Don’t start looking for what you think you want; carefully define your minimal needs. The appetite for “want” is bottomless. If this is your first Internet store, a modest beginning is warranted, especially because needs will change and evolve over time. So, try to start simple and build from there.

The “want” appetite is gladly fed by marketing people. Storefronts are available with all sorts of bells and whistles. Most of them you won’t need and setting up a storefront with a zillion options can be a daunting task.

The question not asked above was “cost?”. Naturally the cost of the storefront software will always be a factor. It can range from free to thousands of dollars. In this rapidly evolving segment of the software market, cost and features do not always correlate. There is some excellent freeware out there, so be sure to look around.

You’ll also want to decide the buy or lease question. Some storefronts are provided as services hosted from the provider’s site while others are standalone packages that you host from your own site. Standalone packages can be initially more costly while leased storefronts will cost more in the long run, sometimes much more. Standalone stores will require some page editing using a text editor or wizards, while hosted stores may provide a browser-based online editor. Your preference here depends on how comfortable you are using a text editor and how desirable you feel it is to remain independent of a particular provider.
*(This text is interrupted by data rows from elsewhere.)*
//! Logging configuration for alltz
//!
//! Structured logging setup. The interactive dashboard owns stdout, so log
//! output goes to a file under the config directory, and only when the
//! `ALLTZ_LOG` environment variable enables it. Subcommands log to stderr.

use std::fs::OpenOptions;
use std::path::PathBuf;

use tracing_subscriber::{
    fmt, layer::SubscriberExt, util::SubscriberInitExt, EnvFilter, Registry,
};

/// Environment variable holding the log filter (e.g. `alltz=debug`)
pub const LOG_ENV_VAR: &str = "ALLTZ_LOG";

/// Initialize logging for the interactive dashboard.
///
/// When `ALLTZ_LOG` is unset this is a no-op: the terminal belongs to the
/// UI and there is nowhere sensible to write. When set, its value is used
/// as the filter and events are appended to `alltz.log` next to the
/// config file.
pub fn init_tui_logging(log_dir: Option<PathBuf>) {
    let Ok(filter) = std::env::var(LOG_ENV_VAR) else {
        return;
    };

    let Some(dir) = log_dir else {
        return;
    };

    if std::fs::create_dir_all(&dir).is_err() {
        return;
    }

    let Ok(file) = OpenOptions::new()
        .create(true)
        .append(true)
        .open(dir.join("alltz.log"))
    else {
        return;
    };

    let env_filter = EnvFilter::try_new(&filter).unwrap_or_else(|_| EnvFilter::new("info"));

    let file_layer = fmt::layer()
        .with_writer(std::sync::Arc::new(file))
        .with_ansi(false)
        .with_target(true);

    Registry::default().with(env_filter).with(file_layer).init();

    tracing::info!(filter = %filter, "Logging system initialized");
}

/// Initialize logging for non-interactive subcommands.
///
/// Goes to stderr so it never mixes with the command's stdout output.
/// Defaults to warnings only; `ALLTZ_LOG` raises or lowers the filter.
pub fn init_cli_logging() {
    let filter = std::env::var(LOG_ENV_VAR).unwrap_or_else(|_| "alltz=warn".to_string());
    let env_filter = EnvFilter::try_new(&filter).unwrap_or_else(|_| EnvFilter::new("warn"));

    let stderr_layer = fmt::layer()
        .with_writer(std::io::stderr)
        .with_target(false)
        .compact();

    // A second init (e.g. in tests) is not an error worth surfacing.
    let _ = Registry::default()
        .with(env_filter)
        .with(stderr_layer)
        .try_init();
}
Forget about the Internet shopping mall. With a brick and mortar store, location is everything. Not true on the Internet! Here you’re just going to have to bang away at search engines, news groups, related sites, and anywhere else you can think of to get your store known. Niche markets will do best. Do not try to compete with the big guys unless you’re one of them.

Binaryware or Hardgoods

Selling binary products like downloadable software or music is quite different from selling hardgoods. With downloadable products you will most often want to provide immediate URL access for the download; and, with software products, a registration code. In either case, the storefront will need some way of providing a download location tospecific files once a credit card charge has been authorized. Packaged storefronts do not handle these requirements well. Back-end customization is usually required. Look for one of the specialized delivery services if binaryware is your product.

A Few or Many Items

Ideally we would like to make a sale direct from a web page simply by letting the customer select from a picture of the item; however, this isn’t practical. Usually you have more than one item you want to sell and want to give the customer choices. You also want to give them the opportunity to buy more than one of a single item. This means that a “buy” link has to present your customer with a list of items from which to make selections.

This select list is the single most important feature in storefront software. The purpose of the list is to allow customers to add items in varying quantities to a shopping cart. The shopping cart itself is simply the storefront memory for saving these selections prior to check out.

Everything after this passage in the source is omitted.